6.3.23

3BALL MTY FT. EL BEBETO & AMÉRICA SIERRA, “INTÉNTALO (ME PRENDE)”

10th March, 2012


Anything could happen.

That was how I felt in the spring of 2012, shocked and delighted that this underground tribal (pronounced the Spanish way, tree-BALL, hence the artist name) anthem had broken through to the masses and hit #1 on the national Latin chart. A year earlier, I had been deep in music Tumblr (R.I.P.) and my Google Reader (R.I.P.) feed was full of young music tastemakers from all over; I don't remember from which one of them I first heard about the Monterrey rave scene -- probably Club Fonograma (R.I.P.) -- but 3Ball was always at the center of it; I shot off a lazy blurb at the Singles Jukebox (R.I.P.) and ranked it #57 on my year-end 100 best songs list, in between a British indie band and a horrorcore rapper. And then I kept hearing it on the radio, and the album debuted at #2 on the Latin Albums chart, and it had (from my perspective) an unexpected second life as a mainstream Latin hit.

I'm not sure it's easy to explain, at this distance, why it felt so unlikely. (Apart from the fact that it was a season of unlikely hits: I had also included Australian quirk-ballad "Somebody That I Used to Know" in my 2011 list, and then it blanketed the US airwaves in early 2012.) Part of why it's hard to explain is that the aesthetics that 3Ball MTY (and their mentor Toy Selectah) were drawing from have only become more mainstream in the years since: enormous Latin stars are confidently blending tropical rhythms, squelchy synths, sing-song lyrics, and rock simplicity all the time now: global pop stars like J. Balvin and Rosalía owe as much to the Mexican underground as they do to the Puerto Rican 2000s-era reggaetón wave, whether they know it or not.

But everything sounds much more polished nowadays. América Sierra and El Bebeto are clearly jobbing talent collaborating with some teenage DJs, not slick, media-trained professionals. They're both from Sinaloa and had only recorded tiny-label regional music before this; in some ways they remind me of the great Eurohouse glut of the 90s, where an anonymous woman always sang the memorable hook and a dude always rapped awkwardly, but the real star was the zooming beats.

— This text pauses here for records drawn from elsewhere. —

//! Structured fan-out of per-VM work.
//!
//! A [`TaskPool`] collects the tasks of one lifecycle phase and runs them on
//! a dedicated rayon pool with one thread per task. `join` is the barrier:
//! it returns only after every task has finished, then logs and classifies
//! the failures. A panicking task is recorded as a failure; it never takes
//! its siblings down.

use crate::orchestrator::LabError;
use log::{debug, error, warn};
use rayon::prelude::*;
use serde::Serialize;
use std::any::Any;
use std::panic::{catch_unwind, AssertUnwindSafe};

type Task<'a> = Box<dyn FnOnce() -> Result<(), LabError> + Send + 'a>;

#[derive(Debug, thiserror::Error)]
pub enum PoolError {
    #[error("Critical error! {} task(s) of phase '{phase}' failed critically", .failures.iter().filter(|f| f.critical).count())]
    Critical {
        phase: String,
        failures: Vec<TaskFailure>,
    },

    #[error("failed to start workers for phase '{phase}': {source}")]
    Spawn {
        phase: String,
        #[source]
        source: rayon::ThreadPoolBuildError,
    },
}

/// A task that returned an error or panicked
#[derive(Debug, Clone, PartialEq, Eq, Serialize)]
pub struct TaskFailure {
    pub label: String,
    pub message: String,
    pub critical: bool,
}

/// Outcome of a phase without critical failures
#[derive(Debug, Clone, Default, PartialEq, Eq, Serialize)]
pub struct PoolReport {
    pub completed: usize,
    pub failures: Vec<TaskFailure>,
}

impl PoolReport {
    pub fn is_clean(&self) -> bool {
        self.failures.is_empty()
    }
}

pub struct TaskPool<'a> {
    phase: String,
    single: bool,
    tasks: Vec<(String, Task<'a>)>,
    /// Outcomes of tasks already run by `submit` in single mode
    finished: Vec<Result<(), TaskFailure>>,
}

impl<'a> TaskPool<'a> {
    pub fn new(phase: impl Into<String>) -> Self {
        Self {
            phase: phase.into(),
            single: false,
            tasks: Vec::new(),
            finished: Vec::new(),
        }
    }

    /// Run every task synchronously at submit time
    pub fn single(mut self, single: bool) -> Self {
        self.single = single;
        self
    }

    pub fn submit<F>(&mut self, label: impl Into<String>, task: F)
    where
        F: FnOnce() -> Result<(), LabError> + Send + 'a,
    {
        let label = label.into();
        let task: Task<'a> = Box::new(task);
        if self.single {
            let outcome = run_isolated((label, task));
            self.finished.push(outcome);
        } else {
            self.tasks.push((label, task));
        }
    }

    pub fn join(mut self) -> Result<PoolReport, PoolError> {
        let tasks = std::mem::take(&mut self.tasks);
        debug!("Phase '{}': running {} task(s)", self.phase, tasks.len());

        if !tasks.is_empty() {
            let workers = rayon::ThreadPoolBuilder::new()
                .num_threads(tasks.len())
                .thread_name(|i| format!("lab-worker-{}", i))
                .build()
                .map_err(|source| PoolError::Spawn {
                    phase: self.phase.clone(),
                    source,
                })?;
            let outcomes: Vec<Result<(), TaskFailure>> = workers.install(|| {
                tasks
                    .into_par_iter()
                    .with_max_len(1)
                    .map(run_isolated)
                    .collect()
            });
            self.finished.extend(outcomes);
        }

        let completed = self.finished.iter().filter(|o| o.is_ok()).count();
        let failures: Vec<TaskFailure> = self.finished.into_iter().filter_map(Result::err).collect();

        for failure in &failures {
            error!("[{}] {}: {}", self.phase, failure.label, failure.message);
        }
        if failures.iter().any(|f| f.critical) {
            return Err(PoolError::Critical {
                phase: self.phase,
                failures,
            });
        }
        if !failures.is_empty() {
            warn!(
                "Phase '{}' finished with {} failed task(s) of {}",
                self.phase,
                failures.len(),
                failures.len() + completed
            );
        }
        Ok(PoolReport { completed, failures })
    }
}

fn run_isolated((label, task): (String, Task<'_>)) -> Result<(), TaskFailure> {
    match catch_unwind(AssertUnwindSafe(task)) {
        Ok(Ok(())) => Ok(()),
        Ok(Err(e)) => Err(TaskFailure {
            label,
            critical: e.is_critical(),
            message: e.to_string(),
        }),
        Err(payload) => Err(TaskFailure {
            label,
            message: format!("worker panicked: {}", panic_message(payload.as_ref())),
            critical: false,
        }),
    }
}

fn panic_message(payload: &(dyn Any + Send)) -> String {
    if let Some(s) = payload.downcast_ref::<&str>() {
        s.to_string()
    } else if let Some(s) = payload.downcast_ref::<String>() {
        s.clone()
    } else {
        "unknown panic".to_string()
    }
}

#[cfg(test)]
mod tests {
    use super::*;
    use std::sync::atomic::{AtomicUsize, Ordering};

    fn failing(critical: bool) -> LabError {
        if critical {
            LabError::Critical("Network lab_x is not exists".into())
        } else {
            LabError::Worker {
                vm: "r1".into(),
                reason: "timeout".into(),
            }
        }
    }

    #[test]
    fn test_all_tasks_finish_before_join_returns() {
        let done = AtomicUsize::new(0);
        let mut pool = TaskPool::new("power on");
        for i in 0..8 {
            let done = &done;
            pool.submit(format!("vm{}", i), move || {
                done.fetch_add(1, Ordering::SeqCst);
                Ok(())
            });
        }
        let report = pool.join().unwrap();
        assert_eq!(report.completed, 8);
        assert!(report.is_clean());
        assert_eq!(done.load(Ordering::SeqCst), 8);
    }

    #[test]
    fn test_non_critical_failures_are_collected() {
        let mut pool = TaskPool::new("configure");
        for i in 0..5 {
            pool.submit(format!("vm{}", i), || Err(failing(false)));
        }
        pool.submit("ok", || Ok(()));
        let report = pool.join().unwrap();
        assert_eq!(report.completed, 1);
        assert_eq!(report.failures.len(), 5);
        assert!(report.failures.iter().all(|f| !f.critical));
    }

    #[test]
    fn test_critical_failure_fails_the_phase() {
        let mut pool = TaskPool::new("create vms");
        for i in 0..4 {
            pool.submit(format!("vm{}", i), || Err(failing(false)));
        }
        pool.submit("vm4", || Err(failing(true)));
        match pool.join() {
            Err(PoolError::Critical { phase, failures }) => {
                assert_eq!(phase, "create vms");
                assert_eq!(failures.len(), 5);
                assert_eq!(failures.iter().filter(|f| f.critical).count(), 1);
            }
            other => panic!("expected critical failure, got {:?}", other),
        }
    }

    #[test]
    fn test_panic_is_recorded() {
        let mut pool = TaskPool::new("install");
        pool.submit("boom", || panic!("console went away"));
        pool.submit("fine", || Ok(()));
        let report = pool.join().unwrap();
        assert_eq!(report.completed, 1);
        assert!(report.failures[0].message.contains("console went away"));
    }

    #[test]
    fn test_single_mode_runs_in_submit_order() {
        let order = std::sync::Mutex::new(Vec::new());
        let mut pool = TaskPool::new("power off").single(true);
        for i in 0..3 {
            let order = &order;
            pool.submit(format!("vm{}", i), move || {
                order.lock().unwrap().push(i);
                Ok(())
            });
            assert_eq!(order.lock().unwrap().len(), i + 1);
        }
        assert_eq!(pool.join().unwrap().completed, 3);
        assert_eq!(*order.lock().unwrap(), vec![0, 1, 2]);
    }

    #[test]
    fn test_empty_pool() {
        let report = TaskPool::new("nothing").join().unwrap();
        assert_eq!(report.completed, 0);
    }
}
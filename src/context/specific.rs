use crate::{
    config::Config,
    db::{atom::AtomDB, clause::ClauseDB, ledger::Ledger},
    generic::random::MinimalPCG32,
    reports::marginals::Marginals,
    structures::world::World,
};

use rand::SeedableRng;

use super::{ContextState, Counters, GenericContext};

/// A context which uses [MinimalPCG32] as a source of randomness.
pub type Context = GenericContext<MinimalPCG32>;

impl Context {
    /// Creates a context from some given configuration.
    pub fn from_config(config: Config) -> Self {
        Self {
            atom_db: AtomDB::new(),
            clause_db: ClauseDB::new(),
            ledger: Ledger::new(),

            counters: Counters::default(),

            rng: MinimalPCG32::from_seed(config.seed.value.to_le_bytes()),
            state: ContextState::Configuration,

            config,

            best_world: World::new(0),
            best_uns_sum: 0.0,

            flippable: Vec::default(),
            flippable_flags: Vec::default(),

            marginals: Marginals::default(),
            exact_solver: None,

            callback_terminate: None,
            callback_progress: None,
        }
    }
}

The three DJs, Erick Rincón, Alberto Presenda, and Sergio Zavala, had met online in 2009, when they were all betwen sixteen and seventeen, and started making beats together and putting them the internet; by the end of 2010, they were playing international music festivals and getting attention from labels. They signed with Latin Power Music, a division of Universal (so of course by the time I'd heard of them they were no longer strictly speaking indie), but their music, born of the internet, was both aware of global trends and defiantly local, combining the "tribal guarachero" that had been a lynchpin of Monterrey's underground rave scene since the mid-2000s with international-friendly sounds: once again, you can hear the ghost of reggaetón in the negative space of the triplet patterns, even if the dembow riddim itself never appears.

Structurally the song is more like baile funk or other dancefloor-centric music, made up of repeating patterns, than like a traditional pop song with its contrasting sections of verse-chorus-middle eight: El Bebeto sing-raps two verses, then América Sierra sincs two verses, then they do the same thing over again. It hardly matters: the chicken-scratch rhythms, cumbia mixed with Afro-Cuban percussion, Sly & Robbie drum fills, and nagging, buzzy synths, are the important thing about the song. The adults are singing something about coming together, trying it out, taking one another. The kids don't care. The kids are dancing.

Although nobody here will trouble us again in this travelogue, that doesn't necessarily mean the same oblivion that other one-hit wonders have faced. Rave culture means never having to say goodbye; there's always another festival or DJ gig around the corner. 3Ball, Sierra, and Bebeto have all continued to make music away from the glare of the spotlight that 2012 lent them for a crazy, glorious year. And while tribal guarachero itself is unlikely to appear at #1 again, its eclectic, tropical dance sensibilities will recur again and again in the years to come.